Der evangelische Pfarrer Martin Niemöller hegte Anfang der 30er Jahre durchaus Sympathien für die Nazis. Ab 1933 wurde er aber nach und nach zum Gegner. Er sagte rückblickend: „Als die Nazis die Kommunisten holten, habe ich geschwiegen, denn ich war kein Kommunist. Als sie die Juden holten, habe ich geschwiegen, ich war ja kein Jude. Als die Nazis mich holten, war niemand mehr da, um zu protestieren.“[iv] Er saß bis zum Kriegsende im KZ in Einzelhaft.
Für uns gilt die Botschaft des Original-Messias.
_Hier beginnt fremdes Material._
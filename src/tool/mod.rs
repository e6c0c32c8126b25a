mod sphere;
pub use sphere::*;

mod action;
pub use action::*;

use glam::IVec3;

/// Axis signs to visit for an offset component. Zero has only one sign,
/// so no point is produced twice.
#[inline(always)]
fn signs(component: i32) -> &'static [i32] {
    if component == 0 { &[1] } else { &[1, -1] }
}

pub trait Tool {
    /// Offsets along each axis are scanned over `0..reach`, mirrored to
    /// both signs.
    fn reach(&self) -> i32;

    /// Whether an offset from the tool center is inside the tool.
    fn contains_offset(&self, offset: IVec3) -> bool;

    /// Every grid point the tool touches around `center` that lies inside a
    /// cubic grid of `bound_size` samples per axis.
    ///
    /// The scan is a per-axis bounding loop filtered by `contains_offset`,
    /// not a true shape rasterisation.
    fn points(&self, center: IVec3, bound_size: usize) -> Vec<IVec3> {
        let reach = self.reach();
        let bound = bound_size as i32;
        let mut points = Vec::new();

        for i in 0..reach {
            for j in 0..reach {
                for k in 0..reach {
                    for &sx in signs(i) {
                        for &sy in signs(j) {
                            for &sz in signs(k) {
                                let offset = IVec3::new(i * sx, j * sy, k * sz);
                                let point = center + offset;
                                let in_bounds = point.to_array().iter().all(|c| (0..bound).contains(c));
                                if in_bounds && self.contains_offset(offset) {
                                    points.push(point);
                                }
                            }
                        }
                    }
                }
            }
        }
        points
    }
}

#[test]
fn tool_points_are_unique_and_bounded() {
    use ahash::AHashSet;

    let tool = Sphere::new(2.0);
    let points = tool.points(IVec3::splat(4), 16);
    // radius 2 covers the full 3x3x3 neighbourhood
    assert_eq!(points.len(), 27);
    let unique: AHashSet<IVec3> = points.iter().copied().collect();
    assert_eq!(unique.len(), points.len());

    let tool = Sphere::new(3.0);
    for point in tool.points(IVec3::splat(4), 16) {
        let offset = point - IVec3::splat(4);
        assert!(offset.as_vec3().length_squared() < 9.0);
    }
}

#[test]
fn tool_points_clip_to_grid() {
    let tool = Sphere::new(2.0);
    let points = tool.points(IVec3::ZERO, 8);
    assert_eq!(points.len(), 8);
    assert!(points.iter().all(|p| p.min_element() >= 0));

    assert!(tool.points(IVec3::splat(-5), 8).is_empty());
}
Mit dieser stärken wir die Mehrheit, die in Deutschland protestiert. Denn es ist 5 vor 33.
Stefan-Bernhard Eirich, Bundespräses der KAB Deutschlands
[i] Vgl. katholisch.de/artikel/58974-trump-bei-vereidigung-bin-von-gott-gerettet-worden
[ii] www.1000dokumente.de/Dokumente/Rede_Adolf_Hitlers_bei_der_Er%C3%B6ffnung_des_neu_einberufenen_Reichstags_(Tag_von_Potsdam)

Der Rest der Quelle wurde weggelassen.